[Stored data entries]

================

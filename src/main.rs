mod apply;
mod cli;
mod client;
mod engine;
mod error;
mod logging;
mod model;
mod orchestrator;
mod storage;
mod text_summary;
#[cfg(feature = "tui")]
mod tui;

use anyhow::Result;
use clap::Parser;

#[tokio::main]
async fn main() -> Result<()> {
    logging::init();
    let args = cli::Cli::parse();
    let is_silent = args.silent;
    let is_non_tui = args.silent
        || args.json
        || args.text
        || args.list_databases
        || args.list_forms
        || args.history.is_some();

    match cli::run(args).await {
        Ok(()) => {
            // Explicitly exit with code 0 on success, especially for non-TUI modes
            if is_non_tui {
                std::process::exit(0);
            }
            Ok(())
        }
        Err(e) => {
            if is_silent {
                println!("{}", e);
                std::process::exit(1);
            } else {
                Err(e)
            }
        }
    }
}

================

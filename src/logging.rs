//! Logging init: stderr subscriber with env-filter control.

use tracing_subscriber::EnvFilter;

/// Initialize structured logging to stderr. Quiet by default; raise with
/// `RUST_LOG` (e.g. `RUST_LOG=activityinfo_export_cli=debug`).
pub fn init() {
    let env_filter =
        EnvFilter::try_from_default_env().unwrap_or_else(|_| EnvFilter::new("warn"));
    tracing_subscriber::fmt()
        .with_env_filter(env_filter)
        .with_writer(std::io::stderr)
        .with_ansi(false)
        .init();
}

================

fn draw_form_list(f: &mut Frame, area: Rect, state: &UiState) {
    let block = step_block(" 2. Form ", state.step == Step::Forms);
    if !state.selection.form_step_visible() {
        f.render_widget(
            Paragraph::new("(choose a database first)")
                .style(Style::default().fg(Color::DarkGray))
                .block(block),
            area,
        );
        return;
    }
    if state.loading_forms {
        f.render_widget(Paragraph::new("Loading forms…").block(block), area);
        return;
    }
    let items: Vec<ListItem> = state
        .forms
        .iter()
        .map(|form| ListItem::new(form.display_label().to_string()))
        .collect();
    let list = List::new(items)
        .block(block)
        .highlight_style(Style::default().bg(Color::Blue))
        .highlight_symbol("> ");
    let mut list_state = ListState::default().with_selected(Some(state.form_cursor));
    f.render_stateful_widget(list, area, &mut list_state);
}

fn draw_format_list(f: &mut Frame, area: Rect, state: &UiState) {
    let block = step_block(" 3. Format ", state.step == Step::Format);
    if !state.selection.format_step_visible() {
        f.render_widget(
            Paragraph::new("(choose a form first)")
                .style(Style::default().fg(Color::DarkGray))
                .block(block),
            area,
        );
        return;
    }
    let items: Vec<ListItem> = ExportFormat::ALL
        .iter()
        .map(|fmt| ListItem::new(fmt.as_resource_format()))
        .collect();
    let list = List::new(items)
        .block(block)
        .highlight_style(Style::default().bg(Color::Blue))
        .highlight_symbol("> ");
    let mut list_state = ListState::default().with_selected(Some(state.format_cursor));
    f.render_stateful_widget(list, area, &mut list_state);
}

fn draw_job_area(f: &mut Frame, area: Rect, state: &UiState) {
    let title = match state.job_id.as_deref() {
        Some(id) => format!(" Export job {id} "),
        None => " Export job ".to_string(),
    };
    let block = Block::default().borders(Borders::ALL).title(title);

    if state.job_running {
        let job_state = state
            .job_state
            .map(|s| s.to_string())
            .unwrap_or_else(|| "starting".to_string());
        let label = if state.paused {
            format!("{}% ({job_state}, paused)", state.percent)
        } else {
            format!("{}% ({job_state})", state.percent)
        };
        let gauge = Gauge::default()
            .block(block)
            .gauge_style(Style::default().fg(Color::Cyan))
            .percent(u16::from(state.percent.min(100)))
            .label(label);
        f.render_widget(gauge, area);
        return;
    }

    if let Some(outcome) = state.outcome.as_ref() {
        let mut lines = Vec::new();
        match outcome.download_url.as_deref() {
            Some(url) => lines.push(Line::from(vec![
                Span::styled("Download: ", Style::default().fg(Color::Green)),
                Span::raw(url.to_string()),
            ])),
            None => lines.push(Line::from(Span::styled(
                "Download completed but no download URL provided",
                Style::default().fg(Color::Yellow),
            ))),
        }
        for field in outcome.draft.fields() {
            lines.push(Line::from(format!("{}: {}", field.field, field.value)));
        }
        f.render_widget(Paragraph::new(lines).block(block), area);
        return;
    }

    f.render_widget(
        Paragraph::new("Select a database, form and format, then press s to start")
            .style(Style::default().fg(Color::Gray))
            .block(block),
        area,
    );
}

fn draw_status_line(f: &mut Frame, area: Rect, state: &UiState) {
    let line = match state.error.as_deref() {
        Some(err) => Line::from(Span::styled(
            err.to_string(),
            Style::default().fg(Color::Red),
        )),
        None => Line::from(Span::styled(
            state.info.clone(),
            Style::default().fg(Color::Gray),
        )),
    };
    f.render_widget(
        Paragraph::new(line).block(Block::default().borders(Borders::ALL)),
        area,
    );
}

================

### What you should do:
Which lines hold the word "main"? Return all of them from the records above.

### Task answer:
filename src/main.rs
#[tokio::main]
async fn main() -> Result<()> {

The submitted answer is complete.